Two immunoglobulin G monoclonal antibodies (MAbs) were produced by using purified outer membranes and whole gonococci as immunogens. These MAbs recognized antigens with similar apparent sizes (30 to 31.5 kilodaltons [kDa]) in several pathogenic and nonpathogenic neisseriae. In gonococci, these 30- to 31.5-kDa components, although similar in subunit size to outer membrane protein III (P.III), are distinct due to their differences in electrophoretic migration-modification by 2-mercaptoethanol and their cellular location. The two 30- to 31.5-kDa moieties are denoted by MAb2 and MAb3, respectively, by which they are identified.

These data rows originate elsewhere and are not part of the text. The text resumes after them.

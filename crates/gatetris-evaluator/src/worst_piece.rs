//! Adversarial piece selection.

use gatetris_engine::{Board, Piece, PieceSelector, Shape};

use crate::move_evaluator::MoveEvaluator;

/// Hands out the shape whose best placement scores lowest on the current board.
///
/// Every shape is searched at its spawn position with the wrapped evaluator. A shape
/// that cannot be placed at all counts as negative infinity, so it is chosen first. On
/// ties the shape listed first in [`Shape::ALL`] wins.
#[derive(Debug)]
pub struct WorstPieceSelector {
    evaluator: MoveEvaluator,
    scratch: Board,
}

impl WorstPieceSelector {
    #[must_use]
    pub fn new(evaluator: MoveEvaluator) -> Self {
        Self {
            evaluator,
            scratch: Board::default(),
        }
    }

    #[must_use]
    pub fn evaluator(&self) -> &MoveEvaluator {
        &self.evaluator
    }
}

impl PieceSelector for WorstPieceSelector {
    fn next_shape(&mut self, board: &Board) -> Shape {
        let mut worst = Shape::ALL[0];
        let mut worst_score = f64::INFINITY;
        for shape in Shape::ALL {
            let piece = Piece::spawn(board, shape);
            let score = self
                .evaluator
                .next_move(board, piece, None, &mut self.scratch)
                .score();
            if score < worst_score {
                worst = shape;
                worst_score = score;
            }
        }
        worst
    }
}
//! Inputs accepted wherever a scope requirement is expected
//!
//! Callers hold requirements as strings, single trees, or lists of trees.
//! [`IntoScopes`] turns each of those into the list form the matcher walks.

use crate::error::ScopeResult;
use crate::scopes::node::ScopeNode;
use crate::scopes::parser;

/// Conversion into a list of top-level scope requirements
pub trait IntoScopes {
    fn into_scopes(self) -> ScopeResult<Vec<ScopeNode>>;
}

impl IntoScopes for &str {
    fn into_scopes(self) -> ScopeResult<Vec<ScopeNode>> {
        parser::parse(self)
    }
}

impl IntoScopes for String {
    fn into_scopes(self) -> ScopeResult<Vec<ScopeNode>> {
        parser::parse(&self)
    }
}

impl IntoScopes for &String {
    fn into_scopes(self) -> ScopeResult<Vec<ScopeNode>> {
        parser::parse(self)
    }
}

impl IntoScopes for ScopeNode {
    fn into_scopes(self) -> ScopeResult<Vec<ScopeNode>> {
        Ok(vec![self])
    }
}

impl IntoScopes for &ScopeNode {
    fn into_scopes(self) -> ScopeResult<Vec<ScopeNode>> {
        Ok(vec![self.clone()])
    }
}

impl IntoScopes for Vec<ScopeNode> {
    fn into_scopes(self) -> ScopeResult<Vec<ScopeNode>> {
        Ok(self)
    }
}

impl IntoScopes for &[ScopeNode] {
    fn into_scopes(self) -> ScopeResult<Vec<ScopeNode>> {
        Ok(self.to_vec())
    }
}

impl IntoScopes for &Vec<ScopeNode> {
    fn into_scopes(self) -> ScopeResult<Vec<ScopeNode>> {
        Ok(self.clone())
    }
}
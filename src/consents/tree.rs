//! A single consent tree
//!
//! All consents sharing one root, with parent-to-child edges rebuilt from
//! their dependency paths.

use crate::consents::matcher;
use crate::consents::record::{ConsentId, ConsentRecord};
use crate::error::ConsentForestError;
use crate::scopes::ScopeNode;
use std::collections::{BTreeSet, HashMap};
use std::fmt;

/// Consents rooted at one top-level consent
#[derive(Debug, Clone)]
pub struct ConsentTree {
    root: ConsentRecord,
    edges: HashMap<ConsentId, BTreeSet<ConsentId>>,
    nodes: HashMap<ConsentId, ConsentRecord>,
    max_depth: usize,
}

impl ConsentTree {
    /// Build the tree rooted at `root_id` from its member consents
    ///
    /// `records` must contain the root itself. Every other record's
    /// immediate parent must be among `records` and its dependency path must
    /// extend its parent's path.
    pub fn new(
        root_id: ConsentId,
        records: impl IntoIterator<Item = ConsentRecord>,
    ) -> Result<Self, ConsentForestError> {
        let records: Vec<ConsentRecord> = records.into_iter().collect();

        let mut nodes: HashMap<ConsentId, ConsentRecord> = HashMap::with_capacity(records.len());
        let mut order: Vec<ConsentId> = Vec::with_capacity(records.len());
        for record in records {
            record.validate()?;
            if record.root_id() != Some(root_id) {
                return Err(ConsentForestError::InvalidDependencyPath {
                    consent: record.id,
                    reason: format!("path does not start at root {}", root_id),
                });
            }
            let id = record.id;
            if nodes.insert(id, record).is_some() {
                return Err(ConsentForestError::DuplicateConsent(id));
            }
            order.push(id);
        }

        let Some(root) = nodes.get(&root_id).cloned() else {
            let orphan = order.first().copied().unwrap_or(root_id);
            return Err(ConsentForestError::MissingParent {
                consent: orphan,
                parent: root_id,
            });
        };

        let mut edges: HashMap<ConsentId, BTreeSet<ConsentId>> =
            order.iter().map(|id| (*id, BTreeSet::new())).collect();
        let mut max_depth = 0;

        for id in &order {
            let record = &nodes[id];
            max_depth = max_depth.max(record.depth());

            let Some(parent_id) = record.parent_id() else {
                continue;
            };
            let parent = nodes
                .get(&parent_id)
                .ok_or(ConsentForestError::MissingParent {
                    consent: record.id,
                    parent: parent_id,
                })?;
            check_extends_parent(record, parent)?;

            edges.entry(parent_id).or_default().insert(record.id);
        }

        Ok(Self {
            root,
            edges,
            nodes,
            max_depth,
        })
    }

    pub fn root(&self) -> &ConsentRecord {
        &self.root
    }

    pub fn root_id(&self) -> ConsentId {
        self.root.id
    }

    pub fn get_node(&self, id: ConsentId) -> Option<&ConsentRecord> {
        self.nodes.get(&id)
    }

    /// Direct children of `id`, ordered by id
    pub fn children(&self, id: ConsentId) -> impl Iterator<Item = &ConsentRecord> + '_ {
        self.edges
            .get(&id)
            .into_iter()
            .flatten()
            .filter_map(|child| self.nodes.get(child))
    }

    pub fn edges(&self) -> &HashMap<ConsentId, BTreeSet<ConsentId>> {
        &self.edges
    }

    pub fn nodes(&self) -> &HashMap<ConsentId, ConsentRecord> {
        &self.nodes
    }

    /// Longest root-to-leaf path, counted in consents
    pub fn max_depth(&self) -> usize {
        self.max_depth
    }

    pub fn len(&self) -> usize {
        self.nodes.len()
    }

    pub fn is_empty(&self) -> bool {
        self.nodes.is_empty()
    }

    /// Consents in depth-first order starting at the root
    pub fn iter(&self) -> impl Iterator<Item = &ConsentRecord> + '_ {
        self.walk().into_iter().map(|(record, _)| record)
    }

    /// Does this tree alone satisfy `required`?
    pub fn meets_scope_requirement(&self, required: &ScopeNode) -> bool {
        matcher::tree_meets_requirement(self, required)
    }

    /// Depth-first (record, depth) pairs, children in id order
    fn walk(&self) -> Vec<(&ConsentRecord, usize)> {
        let mut out = Vec::with_capacity(self.nodes.len());
        let mut stack = vec![(&self.root, 1usize)];
        while let Some((record, depth)) = stack.pop() {
            out.push((record, depth));
            let children: Vec<&ConsentRecord> = self.children(record.id).collect();
            stack.extend(children.into_iter().rev().map(|c| (c, depth + 1)));
        }
        out
    }
}

pub(crate) fn check_extends_parent(
    record: &ConsentRecord,
    parent: &ConsentRecord,
) -> Result<(), ConsentForestError> {
    let own = &record.dependency_path;
    if parent.dependency_path.as_slice() != &own[..own.len() - 1] {
        return Err(ConsentForestError::InvalidDependencyPath {
            consent: record.id,
            reason: format!("path does not extend the path of parent {}", parent.id),
        });
    }
    Ok(())
}

impl fmt::Display for ConsentTree {
    fn fmt(&self, f: &mut fmt::Formatter<'_>) -> fmt::Result {
        for (record, depth) in self.walk() {
            writeln!(f, "{}{}", "  ".repeat(depth - 1), record)?;
        }
        Ok(())
    }
}
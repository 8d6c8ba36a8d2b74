//! Consent forest
//!
//! Reconstructs every consent tree from a flat consent list and answers
//! whether the held consents meet a scope requirement.

use crate::consents::matcher;
use crate::consents::record::{ConsentId, ConsentRecord};
use crate::consents::tree::{ConsentTree, check_extends_parent};
use crate::error::{ConsentForestError, ScopeResult};
use crate::scopes::{IntoScopes, ScopeCache, ScopeNode};
use std::collections::{BTreeMap, HashMap};
use std::fmt;
use tracing::debug;

/// All consent trees held by one identity, ordered by root id
#[derive(Debug, Clone, Default)]
pub struct ConsentForest {
    trees: Vec<ConsentTree>,
}

impl ConsentForest {
    /// Group `records` into trees
    ///
    /// Fails without producing a partial forest if any record has a
    /// malformed dependency path, repeats an id, or names a parent that is
    /// not in the list.
    pub fn build(
        records: impl IntoIterator<Item = ConsentRecord>,
    ) -> Result<Self, ConsentForestError> {
        let mut by_id: HashMap<ConsentId, ConsentRecord> = HashMap::new();
        let mut order: Vec<ConsentId> = Vec::new();

        for record in records {
            record.validate()?;
            let id = record.id;
            if by_id.insert(id, record).is_some() {
                return Err(ConsentForestError::DuplicateConsent(id));
            }
            order.push(id);
        }

        for id in &order {
            let record = &by_id[id];
            let Some(parent_id) = record.parent_id() else {
                continue;
            };
            let Some(parent) = by_id.get(&parent_id) else {
                return Err(ConsentForestError::MissingParent {
                    consent: record.id,
                    parent: parent_id,
                });
            };
            check_extends_parent(record, parent)?;
        }

        let mut groups: BTreeMap<ConsentId, Vec<ConsentRecord>> = BTreeMap::new();
        for id in order {
            if let Some(record) = by_id.remove(&id)
                && let Some(root) = record.root_id()
            {
                groups.entry(root).or_default().push(record);
            }
        }

        let trees = groups
            .into_iter()
            .map(|(root, members)| ConsentTree::new(root, members))
            .collect::<Result<Vec<_>, _>>()?;

        debug!(
            trees = trees.len(),
            consents = trees.iter().map(ConsentTree::len).sum::<usize>(),
            "Built consent forest"
        );

        Ok(Self { trees })
    }

    pub fn trees(&self) -> &[ConsentTree] {
        &self.trees
    }

    /// Look up a consent in whichever tree holds it
    pub fn get_node(&self, id: ConsentId) -> Option<&ConsentRecord> {
        self.trees.iter().find_map(|tree| tree.get_node(id))
    }

    /// Tree whose root is `root`
    pub fn get_tree(&self, root: ConsentId) -> Option<&ConsentTree> {
        self.trees
            .binary_search_by_key(&root, ConsentTree::root_id)
            .ok()
            .map(|index| &self.trees[index])
    }

    /// Number of trees
    pub fn len(&self) -> usize {
        self.trees.len()
    }

    pub fn is_empty(&self) -> bool {
        self.trees.is_empty()
    }

    /// Total consents across all trees
    pub fn consent_count(&self) -> usize {
        self.trees.iter().map(ConsentTree::len).sum()
    }

    /// Does some single tree meet `required`?
    pub fn meets_scope_requirement(&self, required: &ScopeNode) -> bool {
        matcher::forest_meets_requirement(self, required)
    }

    /// Are all of `required` met?
    ///
    /// Accepts a scope string, a single [`ScopeNode`], or a list of them.
    /// An empty requirement list is met by any forest.
    pub fn meets_scope_requirements<R: IntoScopes>(&self, required: R) -> ScopeResult<bool> {
        let required = required.into_scopes()?;
        debug!(
            requirements = required.len(),
            trees = self.trees.len(),
            "Checking scope requirements"
        );
        Ok(matcher::forest_meets_requirements(self, &required))
    }

    /// Like [`meets_scope_requirements`](Self::meets_scope_requirements) for
    /// a scope string, reusing parses held in `cache`
    pub fn meets_scope_requirements_cached(
        &self,
        cache: &ScopeCache,
        required: &str,
    ) -> ScopeResult<bool> {
        let required = cache.parse(required)?;
        Ok(matcher::forest_meets_requirements(self, &required))
    }
}

impl fmt::Display for ConsentForest {
    fn fmt(&self, f: &mut fmt::Formatter<'_>) -> fmt::Result {
        for tree in &self.trees {
            write!(f, "{}", tree)?;
        }
        Ok(())
    }
}
//! Consent Scopes
//!
//! Nested OAuth scope expressions and consent-tree matching.
//!
//! ## Features
//!
//! - **Scope grammar** - parse and serialize expressions like `transfer[*data_access[read]]`
//! - **Containment** - decide whether one scope tree covers another
//! - **Consent forests** - rebuild consent trees from a flat consent list
//! - **Requirement checks** - per resource server, with the unmet scopes reported
//! - **Flexible configuration** via TOML files and environment variables
//!
//! ## Scope Model
//!
//! ```text
//! scope := ["*"] value ["[" scope (" " scope)* "]"]
//! ```
//!
//! - `*` marks a dependency as optional; a required dependency covers its optional form
//! - `[...]` lists the scopes a consent for `value` depends on
//! - Dependencies are unordered and must not revisit an ancestor
//!
//! ## Example
//!
//! ```
//! use consent_scopes::{ConsentForest, ConsentRecord};
//!
//! let forest = ConsentForest::build(vec![
//!     ConsentRecord::new(1, "client-a", "transfer", [1]),
//!     ConsentRecord::new(2, "client-b", "data_access", [1, 2]),
//! ])
//! .unwrap();
//!
//! assert!(forest.meets_scope_requirements("transfer[data_access]").unwrap());
//! assert!(!forest.meets_scope_requirements("data_access").unwrap());
//! ```
//!
//! ## Example Configuration
//!
//! ```toml
//! [parser]
//! max_depth = 64
//!
//! [resource_servers."transfer.api.example.org"]
//! scopes = ["transfer:all[*data_access]"]
//! ```

pub mod config;
pub mod consents;
pub mod error;
pub mod requirements;
pub mod scopes;

// Re-export main types
pub use config::{RequirementsConfig, load_config};
pub use consents::{ConsentForest, ConsentId, ConsentList, ConsentRecord, ConsentTree};
pub use error::{ConfigError, ConsentForestError, Error, Result, ScopeError};
pub use requirements::{ConsentDecision, ScopeRequirements, UnmetRequirement};
pub use scopes::{ScopeCache, ScopeNode, ScopeParser, deserialize, parse, serialize};
//! Configuration loader with layered sources
//!
//! Loads configuration from multiple sources with the following precedence
//! (highest to lowest):
//! 1. Environment variables (CONSENT_SCOPES__*)
//! 2. Configuration file (TOML)
//! 3. Default values

use crate::config::types::RequirementsConfig;
use crate::error::ConfigError;
use config::{Config, Environment, File, FileFormat};
use std::path::Path;
use tracing::debug;

/// Default configuration file paths to check (in order)
const DEFAULT_CONFIG_PATHS: &[&str] = &[
    "consent-scopes.toml",
    ".consent-scopes.toml",
    "~/.config/consent-scopes/config.toml",
];

/// Load configuration from a TOML string (useful for testing)
pub fn load_config_from_str(toml_str: &str) -> Result<RequirementsConfig, ConfigError> {
    let config = Config::builder()
        .add_source(File::from_str(toml_str, FileFormat::Toml))
        .build()
        .map_err(|e| ConfigError::Load(e.to_string()))?;

    let requirements: RequirementsConfig = config
        .try_deserialize()
        .map_err(|e| ConfigError::Load(e.to_string()))?;

    validate_config(&requirements)?;

    Ok(requirements)
}

/// Load configuration from files and environment
pub fn load_config(config_path: Option<&str>) -> Result<RequirementsConfig, ConfigError> {
    let mut builder = Config::builder();

    if let Some(path) = config_path {
        // Explicit path provided - must exist
        if !Path::new(path).exists() {
            return Err(ConfigError::Load(format!(
                "Configuration file not found: {}",
                path
            )));
        }
        debug!(path, "Loading configuration file");
        builder = builder.add_source(File::new(path, FileFormat::Toml));
    } else {
        // Try default paths (first existing one wins)
        for path in DEFAULT_CONFIG_PATHS {
            let expanded = shellexpand::tilde(path);
            if Path::new(expanded.as_ref()).exists() {
                debug!(path = %expanded, "Loading configuration file");
                builder = builder.add_source(File::new(&expanded, FileFormat::Toml));
                break;
            }
        }
    }

    // e.g. CONSENT_SCOPES__PARSER__MAX_DEPTH=32
    builder = builder.add_source(
        Environment::with_prefix("CONSENT_SCOPES")
            .prefix_separator("__")
            .separator("__")
            .try_parsing(true),
    );

    let config = builder
        .build()
        .map_err(|e| ConfigError::Load(e.to_string()))?;

    let requirements: RequirementsConfig = config
        .try_deserialize()
        .map_err(|e| ConfigError::Load(e.to_string()))?;

    validate_config(&requirements)?;

    Ok(requirements)
}

/// Validate configuration values
fn validate_config(config: &RequirementsConfig) -> Result<(), ConfigError> {
    if config.parser.max_depth == Some(0) {
        return Err(ConfigError::Invalid {
            message: "parser.max_depth must be greater than 0".to_string(),
        });
    }

    let parser = config.scope_parser();
    for (server, server_config) in &config.resource_servers {
        if server.trim().is_empty() {
            return Err(ConfigError::Invalid {
                message: "resource_servers keys must not be empty".to_string(),
            });
        }

        for scope in &server_config.scopes {
            if let Err(e) = parser.parse(scope) {
                return Err(ConfigError::InvalidScope {
                    resource_server: server.clone(),
                    scope: scope.clone(),
                    reason: format!("in resource_servers.{}.scopes: {}", server, e),
                });
            }
        }
    }

    Ok(())
}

The differentiating characteristic of these three antigens (P.III, MAb2, MAb3) is their change or lack of change in electrophoretic mobility in the presence versus absence of 2-mercaptoethanol; P.III migrates less rapidly, MAb2 does not change, and MAb3 migrates more rapidly. Both the epitopes that were reactive with MAb2 and MAb3 were resistant to proteolytic treatment of intact gonococci; neither epitope was detected on whole, unfixed gonococci by immunofluorescence. Both MAb2 and MAb3 epitopes were represented uniformly among pathogenic neisseriae (except group Z meningococci) and less regularly among nonpathogenic neisseriae.